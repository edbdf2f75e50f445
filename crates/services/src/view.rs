use std::sync::Arc;

use serde::Serialize;

use quiz_core::model::{AnswerSnapshot, CardStatus, DomainCount, QuizCard, SessionId};
use quiz_core::{DragState, QuizSession, QuizSettings, SessionPhase};

/// Everything the presentation layer needs to draw the arena.
///
/// Published as an immutable snapshot after each state change.
#[derive(Debug, Clone, PartialEq, Serialize)]
#[serde(rename_all = "camelCase")]
pub struct ArenaView {
    pub session_id: SessionId,
    pub phase: SessionPhase,
    pub active_card: Option<Arc<QuizCard>>,
    /// Cards stacked behind the active one, nearest first.
    pub upcoming: Vec<Arc<QuizCard>>,
    pub card_status: CardStatus,
    pub drag: DragState,
    pub interactions_locked: bool,
    pub score: u32,
    pub streak: u32,
    pub best_streak: u32,
    pub on_fire: bool,
    pub total_cards: usize,
    pub answered_cards: usize,
    pub completion_percent: u8,
    pub remaining_by_domain: Vec<DomainCount>,
    /// Most recent answers, newest first.
    pub history: Vec<AnswerSnapshot>,
}

impl ArenaView {
    #[must_use]
    pub fn capture(session: &QuizSession, drag: DragState, settings: &QuizSettings) -> Self {
        let progress = session.progress();
        Self {
            session_id: session.id(),
            phase: session.phase(),
            active_card: session.active_card().cloned(),
            upcoming: session.upcoming(settings.upcoming_cards()).cloned().collect(),
            card_status: session.card_status(),
            drag,
            interactions_locked: session.interactions_locked(),
            score: session.score(),
            streak: session.streak(),
            best_streak: session.best_streak(),
            on_fire: session.streak() >= settings.hot_streak(),
            total_cards: progress.total,
            answered_cards: progress.answered,
            completion_percent: progress.completion_percent(),
            remaining_by_domain: session.remaining_by_domain(),
            history: session.history().to_vec(),
        }
    }

    #[must_use]
    pub fn is_complete(&self) -> bool {
        self.phase == SessionPhase::Complete
    }

    #[must_use]
    pub fn remaining_cards(&self) -> usize {
        self.total_cards.saturating_sub(self.answered_cards)
    }
}
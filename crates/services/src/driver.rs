use std::future;
use std::pin::Pin;
use std::time::Duration;

use tokio::sync::mpsc;
use tokio::time::{Sleep, sleep};

use quiz_core::SettleTicket;

use crate::arena::{ArenaEvent, QuizArena};

/// Single-task event loop around a `QuizArena`.
///
/// Input events arrive over a channel; the settle step fires from one timer
/// that follows the arena's pending ticket. A new ticket replaces the timer
/// and a reset drops it.
#[derive(Debug)]
pub struct ArenaDriver {
    arena: QuizArena,
    events: mpsc::Receiver<ArenaEvent>,
}

struct PendingSettle {
    ticket: SettleTicket,
    timer: Pin<Box<Sleep>>,
}

enum Wake {
    Event(Option<ArenaEvent>),
    Settle(SettleTicket),
}

impl ArenaDriver {
    #[must_use]
    pub fn new(arena: QuizArena, events: mpsc::Receiver<ArenaEvent>) -> Self {
        Self { arena, events }
    }

    /// Creates a driver together with the sender feeding it.
    #[must_use]
    pub fn channel(arena: QuizArena, buffer: usize) -> (mpsc::Sender<ArenaEvent>, Self) {
        let (tx, rx) = mpsc::channel(buffer.max(1));
        (tx, Self::new(arena, rx))
    }

    #[must_use]
    pub fn arena(&self) -> &QuizArena {
        &self.arena
    }

    /// Runs until every sender is dropped, then hands the arena back.
    pub async fn run(mut self) -> QuizArena {
        let delay = self.arena.settle_delay();
        let mut pending: Option<PendingSettle> = None;
        tracing::debug!(settle_ms = delay.as_millis() as u64, "quiz.driver_started");

        loop {
            pending = sync_timer(self.arena.pending_settle(), pending.take(), delay);

            let wake = tokio::select! {
                event = self.events.recv() => Wake::Event(event),
                ticket = wait_settle(&mut pending) => Wake::Settle(ticket),
            };

            match wake {
                Wake::Event(Some(event)) => {
                    self.arena.handle(event);
                }
                Wake::Event(None) => break,
                Wake::Settle(ticket) => {
                    pending = None;
                    self.arena.settle(ticket);
                }
            }
        }

        tracing::debug!(session_id = %self.arena.session().id(), "quiz.driver_stopped");
        self.arena
    }
}

fn sync_timer(
    wanted: Option<SettleTicket>,
    current: Option<PendingSettle>,
    delay: Duration,
) -> Option<PendingSettle> {
    match (wanted, current) {
        (Some(ticket), Some(current)) if current.ticket == ticket => Some(current),
        (Some(ticket), _) => Some(PendingSettle {
            ticket,
            timer: Box::pin(sleep(delay)),
        }),
        (None, _) => None,
    }
}

async fn wait_settle(pending: &mut Option<PendingSettle>) -> SettleTicket {
    match pending {
        Some(settle) => {
            settle.timer.as_mut().await;
            settle.ticket
        }
        None => future::pending().await,
    }
}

• What is being asked
Your answer must consist of every line from the listing that holds the string "bool".

• Result of this task
    pub interactions_locked: bool,
    pub on_fire: bool,
    pub fn is_complete(&self) -> bool {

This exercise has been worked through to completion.